Leading medical groups similarly blame PBMs for limiting patient access to vital medicines through formulary tiering practices and coverage policies. The American College of Rheumatology has been vocal in calling for legislation to require PBMs to pass on negotiated savings to patients, instead of retaining high rebates and fees.4 And the American Hospital Association cites PBM “white bagging” programs that require cancer patients to obtain a treatment for infusion in a clinic from a separate specialty pharmacy.5
Meanwhile, brand manufacturers point to formulary exclusions that steer patients to select drugs from firms offering steep discounts and high rebates, while limiting coverage of many innovative but expensive therapies. The Pharmaceutical Research and Manufacturers of America (PhRMA) cites a recent report from the Xcenda arm of major drug distributor AmerisourceBergen, which presents data on how leading PBM formularies exclude access to more than 1000 medicines, leaving patients with limited and more expensive treatment options.6 PhRMA further notes that PBMs often exclude access to less costly insulins in favor of higher priced versions that offer large rebates to the plans.7
Members of Congress have proposed a range of measures to limit these and other PBM programs. The latest comes from Sens. Maria Cantwell (D-Wash) and Chuck Grassley (R-IA), who are co-sponsoring a bill to limit “spread pricing” and other PBM practices seen to affect competition in the marketplace. A main provision in their Pharmacy Benefit Manager Transparency Act of 2022 would prevent PBMs from charging health plans and payers more for a drug than what they reimburse the pharmacy.8 Additional sections would block spread pricing and “claw backs” of payments to pharmacies; require full PBM disclosure of rebates, costs, prices, fees, and other transactions with health plans and payers; and require PBMs to report differences in rates or fees to unaffiliated vs. affiliated pharmacies. The measure also requires FTC to report to Congress on PBM practices and to protect whistleblowers from being punished for bringing PBM violations to light.

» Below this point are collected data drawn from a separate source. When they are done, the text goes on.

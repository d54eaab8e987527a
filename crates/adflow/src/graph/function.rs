//! Function graphs.
//!
//! A [`Graph`] is a recorded function body. Leaf functions read only their
//! parameters and constants; closures additionally read captured outer
//! variables through placeholders, in a fixed slot order that the gradient
//! transform uses to unpack free-variable gradients.

use std::collections::HashSet;
use std::fmt;
use std::sync::Arc;
use std::sync::atomic::{AtomicU64, Ordering};

use super::node::Node;
use super::tape::Tape;
use super::variable::{VarId, Variable};
use crate::error::AdError;

/// Unique identifier for a graph.
#[derive(Debug, Clone, Copy, PartialEq, Eq, Hash, PartialOrd, Ord)]
pub struct GraphId(u64);

impl GraphId {
    fn fresh() -> Self {
        static NEXT: AtomicU64 = AtomicU64::new(0);
        Self(NEXT.fetch_add(1, Ordering::Relaxed))
    }

    /// Get the internal index.
    pub fn index(&self) -> u64 {
        self.0
    }
}

/// One captured free variable of a closure.
#[derive(Debug, Clone)]
pub struct Capture {
    /// Variable of the enclosing scope.
    pub outer: Variable,
    /// Placeholder read by the closure body.
    pub inner: Variable,
}

/// What kind of function a graph is.
#[derive(Debug, Clone, Default)]
pub enum GraphKind {
    /// No free variables.
    #[default]
    Function,
    /// Free variables in capture order.
    Closure { captures: Vec<Capture> },
}

/// A recorded function body.
pub struct Graph {
    id: GraphId,
    name: String,
    params: Vec<Variable>,
    kind: GraphKind,
    nodes: Vec<Arc<Node>>,
    outputs: Vec<Variable>,
}

impl Graph {
    pub(crate) fn new(
        name: impl Into<String>,
        params: Vec<Variable>,
        kind: GraphKind,
        nodes: Vec<Arc<Node>>,
        outputs: Vec<Variable>,
    ) -> Self {
        Self {
            id: GraphId::fresh(),
            name: name.into(),
            params,
            kind,
            nodes,
            outputs,
        }
    }

    /// Extract the computation of `outputs` from an eager tape as a function
    /// of `wrt`.
    ///
    /// Every node between `wrt` and `outputs` is included; other leaves and
    /// evaluated values the computation reads become constants.
    ///
    /// # Errors
    ///
    /// Returns `AdError::InvalidOperation` if `wrt` contains duplicates, or if
    /// the computation reads a variable that is neither produced on `tape`,
    /// listed in `wrt`, nor has a value.
    pub fn from_tape(
        tape: &Tape,
        outputs: &[Variable],
        wrt: &[Variable],
    ) -> Result<Arc<Graph>, AdError> {
        let params: HashSet<VarId> = wrt.iter().map(Variable::id).collect();
        if params.len() != wrt.len() {
            return Err(AdError::InvalidOperation(
                "differentiation variables must be distinct".into(),
            ));
        }
        let nodes = tape.ancestors(outputs, |v| params.contains(&v.id()));

        let produced: HashSet<VarId> = nodes
            .iter()
            .flat_map(|n| n.outputs().iter().map(Variable::id))
            .collect();
        let readable = |v: &Variable| {
            produced.contains(&v.id()) || params.contains(&v.id()) || v.has_value()
        };
        for var in nodes.iter().flat_map(|n| n.inputs().iter()).chain(outputs) {
            if !readable(var) {
                return Err(AdError::InvalidOperation(format!(
                    "{} has no value and is not produced on this tape",
                    var.id()
                )));
            }
        }

        Ok(Arc::new(Graph::new(
            "tape",
            wrt.to_vec(),
            GraphKind::Function,
            nodes,
            outputs.to_vec(),
        )))
    }

    pub fn id(&self) -> GraphId {
        self.id
    }

    pub fn name(&self) -> &str {
        &self.name
    }

    pub fn params(&self) -> &[Variable] {
        &self.params
    }

    pub fn kind(&self) -> &GraphKind {
        &self.kind
    }

    /// Captured free variables in slot order (empty for leaf functions).
    pub fn captures(&self) -> &[Capture] {
        match &self.kind {
            GraphKind::Function => &[],
            GraphKind::Closure { captures } => captures,
        }
    }

    pub fn is_closure(&self) -> bool {
        matches!(self.kind, GraphKind::Closure { .. })
    }

    /// Body nodes in recording order.
    pub fn nodes(&self) -> &[Arc<Node>] {
        &self.nodes
    }

    pub fn outputs(&self) -> &[Variable] {
        &self.outputs
    }
}

impl fmt::Debug for Graph {
    fn fmt(&self, f: &mut fmt::Formatter<'_>) -> fmt::Result {
        f.debug_struct("Graph")
            .field("id", &self.id)
            .field("name", &self.name)
            .field("params", &self.params.len())
            .field("captures", &self.captures().len())
            .field("nodes", &self.nodes.len())
            .field("outputs", &self.outputs.len())
            .finish()
    }
}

As chairman of the Senate Commerce Committee, Cantwell already held a hearing in May on PBM practices and the need for legislation to establish a more equitable system for patients to access needed medicines. The Senate Finance Committee, where Sen. Grassley is the ranking Republican, is also examining these issues, as will relevant House committees. The Biotechnology Innovation Organization (BIO) applauded the Senate measure as well as ongoing FTC efforts to examine the role PBMs play in the biopharma market.
In a separate move, the FTC has scheduled a public meeting to assess the impact of pharmaceutical company mergers on competition, innovation and consumers. The Department of Justice Antitrust Division will co-host with the FTC a two day workshop June 14 and June 15 to examine pharma sector market competition and merger remedies and how such actions affect biopharma innovation. This meeting was recommended by the Multilateral Pharmaceutical Merger Task Force, formed in March 2021 by the FTC to gain input on appropriate competition analysis from state attorneys general and officials in Canada, the UK, and the European Union. The workshop will be webcast each day at www.ftc.gov.